Day 1 never bothered me. Honestly, Day 1 bores me. It’s Day 2 and beyond — when the bubble gets close — where the tournament actually starts to feel like something.
Why the Bubble Feels Different
Everyone at the table is doing math they won’t say out loud. Some players still have enough chips that busting doesn’t scare them. Others are sitting on fumes, hoping the tournament clock runs out before their stack does. You can feel the difference in how people bet. The ones with something to protect play smaller. The ones with nothing left to lose start doing strange things.
I never got nervous at a poker table. I wrestled, I boxed, I played football — that’s where you get nervous. This is cards. But the bubble has a different texture than the rest of a tournament. It’s the one stretch where fear is sitting at every seat, and reading who has it and who doesn’t becomes the whole game.
What I’m Actually Watching For
It’s not rocket science. It’s simple observation. I watch who tightens up the second the bubble gets close and who keeps playing exactly the same. I watch stack sizes relative to the blinds, sure, but mostly I watch behavior — who’s suddenly taking longer to act, who’s avoiding pots they’d normally play, who’s staring at the clock instead of their cards.
When I fold a hand near the bubble, I don’t stop paying attention. I watch the rest of it play out and try to guess what everyone’s holding. When hands get shown down, I check myself. Right or wrong, I’ve learned something about how that player handles pressure — and pressure is the entire bubble.
Using It Against the Table
The Short Stacks
Short stacks on the bubble are the easiest reads at the table. They want to survive, not win a pot. That makes them predictable — they’re looking for a spot to make a stand or a spot to disappear into, and there’s rarely an in-between.
The Medium Stacks
These are the players who actually feel the bubble hardest. They have enough to survive if they play tight, and enough to matter if they don’t. That’s where the real pressure sits, and that’s where I look to apply more of it — not with reckless aggression, just steady pressure on players who don’t want a decision.
What the Field Around You Is Doing
839 entrants and only 63 spots paid means most of that field is playing scared by the time the bubble arrives — not because they’re bad players, but because that’s what a bubble does to people. It amplifies whatever you were already leaning toward. Cautious players get more cautious. Aggressive players sometimes get reckless, trying to force their way into the money instead of waiting it out.

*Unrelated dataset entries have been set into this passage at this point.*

use anyhow::{Context, Result};
use clap::Parser;
use refactor_eval::{cli::Cli, pipeline};
use tracing_subscriber::EnvFilter;

/// Initialize tracing subscriber; stderr only so stdout keeps the file list
fn init_tracing(debug: bool) {
    let filter = if debug {
        EnvFilter::from_default_env().add_directive(tracing::Level::TRACE.into())
    } else {
        EnvFilter::try_from_default_env().unwrap_or_else(|_| EnvFilter::new("warn"))
    };
    tracing_subscriber::fmt()
        .with_env_filter(filter)
        .with_writer(std::io::stderr)
        .init();
}

fn main() -> Result<()> {
    let args = Cli::parse();
    init_tracing(args.debug);

    let config = args
        .resolve_config()
        .context("Failed to build analysis configuration")?;
    tracing::debug!(?config, "resolved configuration");

    let report = pipeline::run(&config).with_context(|| {
        format!(
            "Analysis failed (metrics: {}, profiles: {})",
            config.metrics_path.display(),
            config.profile_path.display()
        )
    })?;

    tracing::info!(
        participants = report.participants,
        files = report.written_files.len(),
        "analysis complete"
    );
    Ok(())
}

I’ve never been the type to wait it out passively. If a stack looks weak and scared, I’ll put pressure on it near the bubble the same way I’d put pressure on it any other time — the only difference is that near the bubble, the pressure works better, because the fear is already sitting right there waiting to be used.

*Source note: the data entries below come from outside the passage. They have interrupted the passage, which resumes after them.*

//! Scenes and nodes.
//!
//! Each scene owns the nodes reachable from its roots, stored flat in visit
//! order. Hierarchy is expressed by index (`children`, `parent`), so two
//! scenes may each hold their own copy of a shared node.

use std::collections::{BTreeMap, HashMap};
use std::sync::Arc;

use gltf_import_core::{EntityKind, GltfError, LocalTransform, Resolve, Result};
use log::debug;

use crate::animation::Channel;
use crate::document::GltfNode;

/// A node as placed in one scene.
#[derive(Debug, Clone, PartialEq)]
pub struct Node {
    pub index: usize,
    pub name: Option<String>,
    pub mesh: Option<usize>,
    pub camera: Option<usize>,
    pub skin: Option<usize>,
    pub children: Vec<usize>,
    pub transform: LocalTransform,
    /// Morph weights overriding the mesh defaults.
    pub weights: Vec<f32>,
    /// Set while walking the scene; `None` for roots.
    pub parent: Option<usize>,
    /// The node is a skeleton root and should become a bone.
    pub is_joint: bool,
    /// The skin this node is a skeleton root of.
    pub joint_skin: Option<usize>,
    /// Channels targeting this node, grouped by animation index.
    pub animations: BTreeMap<usize, Vec<Arc<Channel>>>,
}

impl Node {
    pub(crate) fn from_def(index: usize, def: &GltfNode, parent: Option<usize>) -> Self {
        let transform = match &def.matrix {
            Some(m) => LocalTransform::from_matrix(m),
            None => LocalTransform::from_trs(def.translation, def.rotation, def.scale),
        };
        Self {
            index,
            name: def.name.clone(),
            mesh: def.mesh,
            camera: def.camera,
            skin: def.skin,
            children: def.children.clone(),
            transform,
            weights: def.weights.clone(),
            parent,
            is_joint: false,
            joint_skin: None,
            animations: BTreeMap::new(),
        }
    }

    /// Attaches a channel under its animation index.
    pub fn set_anim(&mut self, animation: usize, channel: Arc<Channel>) {
        self.animations.entry(animation).or_default().push(channel);
    }

    /// Channels of `animation` targeting this node.
    pub fn channels(&self, animation: usize) -> &[Arc<Channel>] {
        self.animations.get(&animation).map_or(&[], Vec::as_slice)
    }

    pub fn is_animated(&self) -> bool {
        !self.animations.is_empty()
    }

    /// The node name, or `Node_<index>` when unnamed.
    pub fn display_name(&self) -> String {
        self.name.clone().unwrap_or_else(|| format!("Node_{}", self.index))
    }
}

/// A scene: root nodes plus every node reachable from them.
#[derive(Debug, Clone, PartialEq)]
pub struct Scene {
    /// `None` for a scene synthesized from a document without scenes.
    pub index: Option<usize>,
    pub name: Option<String>,
    pub roots: Vec<usize>,
    nodes: Vec<Node>,
    lookup: HashMap<usize, usize>,
}

impl Scene {
    /// Walks the hierarchy depth-first from `roots`, registering every node.
    ///
    /// A node reached twice (shared by two parents, or part of a cycle) is a
    /// structural error.
    pub(crate) fn build(index: Option<usize>, name: Option<String>, roots: Vec<usize>, defs: &[GltfNode]) -> Result<Self> {
        let mut scene = Scene {
            index,
            name,
            roots,
            nodes: Vec::new(),
            lookup: HashMap::new(),
        };

        let mut stack: Vec<(usize, Option<usize>)> = scene.roots.iter().rev().map(|&root| (root, None)).collect();
        while let Some((node_index, parent)) = stack.pop() {
            let def = defs.resolve(node_index, EntityKind::Node)?;
            if scene.lookup.contains_key(&node_index) {
                return Err(GltfError::InvalidGltf(format!(
                    "node {} is reached more than once in {}",
                    node_index,
                    scene.label()
                )));
            }
            debug!("Node {} (parent {:?})", node_index, parent);

            scene.lookup.insert(node_index, scene.nodes.len());
            scene.nodes.push(Node::from_def(node_index, def, parent));
            stack.extend(def.children.iter().rev().map(|&child| (child, Some(node_index))));
        }

        Ok(scene)
    }

    fn label(&self) -> String {
        match self.index {
            Some(i) => format!("scene {}", i),
            None => "the default scene".to_string(),
        }
    }

    /// Looks up a node by its document index.
    pub fn node(&self, index: usize) -> Option<&Node> {
        self.lookup.get(&index).map(|&slot| &self.nodes[slot])
    }

    pub fn node_mut(&mut self, index: usize) -> Option<&mut Node> {
        let slot = *self.lookup.get(&index)?;
        self.nodes.get_mut(slot)
    }

    pub fn contains(&self, index: usize) -> bool {
        self.lookup.contains_key(&index)
    }

    /// All nodes in depth-first visit order.
    pub fn nodes(&self) -> &[Node] {
        &self.nodes
    }

    pub fn len(&self) -> usize {
        self.nodes.len()
    }

    pub fn is_empty(&self) -> bool {
        self.nodes.is_empty()
    }

    /// Depth-first pre-order traversal from the roots, yielding each node
    /// with its depth (roots are at depth 0).
    pub fn walk(&self) -> Walk<'_> {
        Walk {
            scene: self,
            stack: self.roots.iter().rev().map(|&root| (root, 0)).collect(),
        }
    }
}

/// Iterator returned by [`Scene::walk`].
pub struct Walk<'a> {
    scene: &'a Scene,
    stack: Vec<(usize, usize)>,
}

impl<'a> Iterator for Walk<'a> {
    type Item = (usize, &'a Node);

    fn next(&mut self) -> Option<Self::Item> {
        while let Some((index, depth)) = self.stack.pop() {
            if let Some(node) = self.scene.node(index) {
                self.stack.extend(node.children.iter().rev().map(|&child| (child, depth + 1)));
                return Some((depth, node));
            }
        }
        None
    }
}

#[cfg(test)]
mod tests {
    use super::*;
    use crate::animation::{Interpolation, Keyframes, TargetPath};

    fn defs(children: &[&[usize]]) -> Vec<GltfNode> {
        children
            .iter()
            .map(|c| GltfNode {
                children: c.to_vec(),
                ..Default::default()
            })
            .collect()
    }

    #[test]
    fn test_walk_order_and_parents() {
        // 0 -> (1 -> 3), 2
        let nodes = defs(&[&[1, 2], &[3], &[], &[]]);
        let scene = Scene::build(Some(0), None, vec![0], &nodes).unwrap();
        let order: Vec<_> = scene.walk().map(|(depth, n)| (n.index, depth)).collect();
        assert_eq!(order, vec![(0, 0), (1, 1), (3, 2), (2, 1)]);
        assert_eq!(scene.node(3).unwrap().parent, Some(1));
        assert_eq!(scene.node(0).unwrap().parent, None);
        assert_eq!(scene.len(), 4);
    }

    #[test]
    fn test_unreached_nodes_are_absent() {
        let nodes = defs(&[&[], &[]]);
        let scene = Scene::build(Some(0), None, vec![1], &nodes).unwrap();
        assert!(scene.contains(1));
        assert!(!scene.contains(0));
    }

    #[test]
    fn test_cycle_is_rejected() {
        let nodes = defs(&[&[1], &[0]]);
        assert!(matches!(
            Scene::build(Some(0), None, vec![0], &nodes),
            Err(GltfError::InvalidGltf(_))
        ));
    }

    #[test]
    fn test_shared_child_is_rejected() {
        let nodes = defs(&[&[2], &[2], &[]]);
        assert!(Scene::build(Some(0), None, vec![0, 1], &nodes).is_err());
    }

    #[test]
    fn test_child_out_of_bounds() {
        let nodes = defs(&[&[5]]);
        assert!(matches!(
            Scene::build(Some(0), None, vec![0], &nodes),
            Err(GltfError::IndexOutOfBounds { index: 5, len: 1, .. })
        ));
    }

    #[test]
    fn test_set_anim_groups_by_animation() {
        let nodes = defs(&[&[]]);
        let mut scene = Scene::build(Some(0), None, vec![0], &nodes).unwrap();
        let channel = |animation| {
            Arc::new(Channel {
                animation,
                index: 0,
                node: 0,
                path: TargetPath::Translation,
                interpolation: Interpolation::Linear,
                keyframes: Keyframes::Translation(Vec::new()),
            })
        };
        let node = scene.node_mut(0).unwrap();
        node.set_anim(1, channel(1));
        node.set_anim(0, channel(0));
        node.set_anim(1, channel(1));
        assert_eq!(node.channels(1).len(), 2);
        assert_eq!(node.channels(0).len(), 1);
        assert!(node.channels(7).is_empty());
        assert_eq!(node.animations.keys().copied().collect::<Vec<_>>(), vec![0, 1]);
    }
}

Why It’s Worth Understanding
The bubble isn’t just a phase of a tournament to survive. It’s the clearest window into who’s actually built for the rest of it. Players who fold to pressure on the bubble tend to fold to pressure later, at the final table, when the stakes are higher and the room is smaller. The people who hold their ground here usually hold it everywhere else too.
That’s the part worth paying attention to if you’re ever deep into a big field yourself — checking the WSOP Schedule for your shot at it. The math of the bubble is simple. What people do under that math is where the tournament actually gets interesting.

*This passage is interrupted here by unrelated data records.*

//! Meshes and primitives.

use std::collections::BTreeMap;
use std::fmt;
use std::sync::Arc;

use gltf_import_core::{AccessorData, Elements};

use crate::material::Material;

/// A recognized vertex attribute semantic.
#[derive(Debug, Clone, Copy, PartialEq, Eq, Hash, PartialOrd, Ord)]
pub enum Semantic {
    Position,
    Normal,
    Tangent,
    TexCoord(u32),
    Color(u32),
    Joints(u32),
    Weights(u32),
}

impl Semantic {
    /// Parses a glTF attribute name such as `TEXCOORD_1`.
    pub fn parse(name: &str) -> Option<Self> {
        match name {
            "POSITION" => return Some(Semantic::Position),
            "NORMAL" => return Some(Semantic::Normal),
            "TANGENT" => return Some(Semantic::Tangent),
            _ => {}
        }
        let (prefix, set) = name.rsplit_once('_')?;
        let set: u32 = set.parse().ok()?;
        match prefix {
            "TEXCOORD" => Some(Semantic::TexCoord(set)),
            "COLOR" => Some(Semantic::Color(set)),
            "JOINTS" => Some(Semantic::Joints(set)),
            "WEIGHTS" => Some(Semantic::Weights(set)),
            _ => None,
        }
    }

    /// Whether a morph target may displace this attribute.
    pub fn is_morphable(self) -> bool {
        matches!(self, Semantic::Position | Semantic::Normal | Semantic::Tangent)
    }
}

impl fmt::Display for Semantic {
    fn fmt(&self, f: &mut fmt::Formatter<'_>) -> fmt::Result {
        match self {
            Semantic::Position => f.write_str("POSITION"),
            Semantic::Normal => f.write_str("NORMAL"),
            Semantic::Tangent => f.write_str("TANGENT"),
            Semantic::TexCoord(n) => write!(f, "TEXCOORD_{}", n),
            Semantic::Color(n) => write!(f, "COLOR_{}", n),
            Semantic::Joints(n) => write!(f, "JOINTS_{}", n),
            Semantic::Weights(n) => write!(f, "WEIGHTS_{}", n),
        }
    }
}

/// Decoded vertex attributes keyed by semantic.
pub type Attributes = BTreeMap<Semantic, Arc<AccessorData>>;

/// Primitive topology.
#[derive(Debug, Clone, Copy, PartialEq, Eq, Default)]
pub enum PrimitiveMode {
    Points,
    Lines,
    LineLoop,
    LineStrip,
    #[default]
    Triangles,
    TriangleStrip,
    TriangleFan,
}

impl PrimitiveMode {
    pub fn from_code(code: u32) -> Option<Self> {
        match code {
            0 => Some(PrimitiveMode::Points),
            1 => Some(PrimitiveMode::Lines),
            2 => Some(PrimitiveMode::LineLoop),
            3 => Some(PrimitiveMode::LineStrip),
            4 => Some(PrimitiveMode::Triangles),
            5 => Some(PrimitiveMode::TriangleStrip),
            6 => Some(PrimitiveMode::TriangleFan),
            _ => None,
        }
    }
}

/// Attribute displacements for one morph target.
#[derive(Debug, Clone, PartialEq)]
pub struct MorphTarget {
    pub attributes: Attributes,
}

/// Geometry drawn with a single material.
#[derive(Debug, Clone, PartialEq)]
pub struct Primitive {
    pub attributes: Attributes,
    /// Vertex indices; `0..vertex_count` when the document gives none.
    pub indices: Vec<u32>,
    pub material: Arc<Material>,
    pub mode: PrimitiveMode,
    pub targets: Vec<MorphTarget>,
}

impl Primitive {
    pub fn attribute(&self, semantic: Semantic) -> Option<&Arc<AccessorData>> {
        self.attributes.get(&semantic)
    }

    /// Number of vertices, taken from `POSITION`.
    pub fn vertex_count(&self) -> usize {
        self.attribute(Semantic::Position).map_or(0, |p| p.len())
    }

    pub fn positions(&self) -> Option<Vec<[f32; 3]>> {
        self.attribute(Semantic::Position)?.to_arrays::<3>()
    }

    pub fn normals(&self) -> Option<Vec<[f32; 3]>> {
        self.attribute(Semantic::Normal)?.to_arrays::<3>()
    }

    pub fn tex_coords(&self, set: u32) -> Option<Vec<[f32; 2]>> {
        self.attribute(Semantic::TexCoord(set))?.to_arrays::<2>()
    }

    /// Vertex colors, either RGB or RGBA per element.
    pub fn colors(&self, set: u32) -> Option<Elements<f32>> {
        Some(self.attribute(Semantic::Color(set))?.to_f32())
    }

    /// Joint indices per vertex, widened to `u32`.
    pub fn joints(&self, set: u32) -> Option<Vec<[u32; 4]>> {
        let data = self.attribute(Semantic::Joints(set))?;
        Some(
            data.to_arrays::<4>()?
                .into_iter()
                .map(|j| j.map(|v| v as u32))
                .collect(),
        )
    }

    pub fn weights(&self, set: u32) -> Option<Vec<[f32; 4]>> {
        self.attribute(Semantic::Weights(set))?.to_arrays::<4>()
    }

    /// Index triples, for triangle-list primitives only.
    pub fn triangles(&self) -> Option<impl Iterator<Item = [u32; 3]> + '_> {
        if self.mode != PrimitiveMode::Triangles {
            return None;
        }
        Some(self.indices.chunks_exact(3).map(|t| [t[0], t[1], t[2]]))
    }
}

/// A mesh: an ordered list of primitives plus default morph weights.
#[derive(Debug, Clone, PartialEq)]
pub struct Mesh {
    pub index: usize,
    pub name: Option<String>,
    pub primitives: Vec<Primitive>,
    pub weights: Vec<f32>,
}

impl Mesh {
    /// The mesh name, or `Mesh_<index>` when unnamed.
    pub fn display_name(&self) -> String {
        self.name.clone().unwrap_or_else(|| format!("Mesh_{}", self.index))
    }
}

#[cfg(test)]
mod tests {
    use super::*;

    fn primitive(mode: PrimitiveMode, indices: Vec<u32>) -> Primitive {
        let mut attributes = Attributes::new();
        attributes.insert(
            Semantic::Position,
            Arc::new(AccessorData::F32(Elements::new(3, vec![0.0; 12]))),
        );
        attributes.insert(
            Semantic::Joints(0),
            Arc::new(AccessorData::U8(Elements::new(4, vec![0, 1, 2, 3, 4, 5, 6, 7]))),
        );
        Primitive {
            attributes,
            indices,
            material: Arc::new(Material::default_material()),
            mode,
            targets: Vec::new(),
        }
    }

    #[test]
    fn test_semantic_parse() {
        assert_eq!(Semantic::parse("POSITION"), Some(Semantic::Position));
        assert_eq!(Semantic::parse("TEXCOORD_1"), Some(Semantic::TexCoord(1)));
        assert_eq!(Semantic::parse("COLOR_0"), Some(Semantic::Color(0)));
        assert_eq!(Semantic::parse("JOINTS_0"), Some(Semantic::Joints(0)));
        assert_eq!(Semantic::parse("WEIGHTS_2"), Some(Semantic::Weights(2)));
        assert_eq!(Semantic::parse("_TEMPERATURE"), None);
        assert_eq!(Semantic::parse("TEXCOORD_x"), None);
        assert_eq!(Semantic::TexCoord(3).to_string(), "TEXCOORD_3");
    }

    #[test]
    fn test_mode_codes() {
        assert_eq!(PrimitiveMode::from_code(4), Some(PrimitiveMode::Triangles));
        assert_eq!(PrimitiveMode::from_code(0), Some(PrimitiveMode::Points));
        assert_eq!(PrimitiveMode::from_code(7), None);
        assert_eq!(PrimitiveMode::default(), PrimitiveMode::Triangles);
    }

    #[test]
    fn test_primitive_accessors() {
        let p = primitive(PrimitiveMode::Triangles, vec![0, 1, 2, 2, 3, 0]);
        assert_eq!(p.vertex_count(), 4);
        assert_eq!(p.positions().unwrap().len(), 4);
        assert!(p.normals().is_none());
        assert_eq!(p.joints(0).unwrap(), vec![[0, 1, 2, 3], [4, 5, 6, 7]]);
        let triangles: Vec<_> = p.triangles().unwrap().collect();
        assert_eq!(triangles, vec![[0, 1, 2], [2, 3, 0]]);
    }

    #[test]
    fn test_strip_has_no_triangle_list() {
        let p = primitive(PrimitiveMode::TriangleStrip, vec![0, 1, 2, 3]);
        assert!(p.triangles().is_none());
    }
}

You don’t need forty years at the table to notice this stuff. You just need to keep watching after you fold, instead of checking out of the hand the second your cards go in the muck.
Frequently Asked Questions
What is the “money bubble” in a poker tournament?
The money bubble is the stage of a tournament right before the remaining players start getting paid. The next player eliminated finishes with nothing, while everyone after that point cashes — which creates unusually cautious and pressure-heavy play at the table.
How many players got paid in the 2003 WSOP Main Event?
Out of 839 entrants in the 2003 WSOP Main Event, 63 players finished in the money.
Does Chris Moneymaker get nervous playing near the bubble?
He has said he has never really gotten nervous playing poker, comparing it to contact sports like wrestling and boxing where actual nerves show up. He treats the bubble as a pressure point to read, not a source of personal anxiety.
How does Chris Moneymaker read opponents at the poker table?
He watches hands play out even after he folds, guesses what opponents are holding, and checks himself against showdowns. He describes the method as simple observation rather than any special skill.
Why does Day 1 of a tournament feel boring compared to the bubble?
Early in a tournament, stacks are deep and there’s little real pressure on decisions. As the bubble approaches, players face harder choices with more on the line, which creates the tension and reads that make later stages more engaging.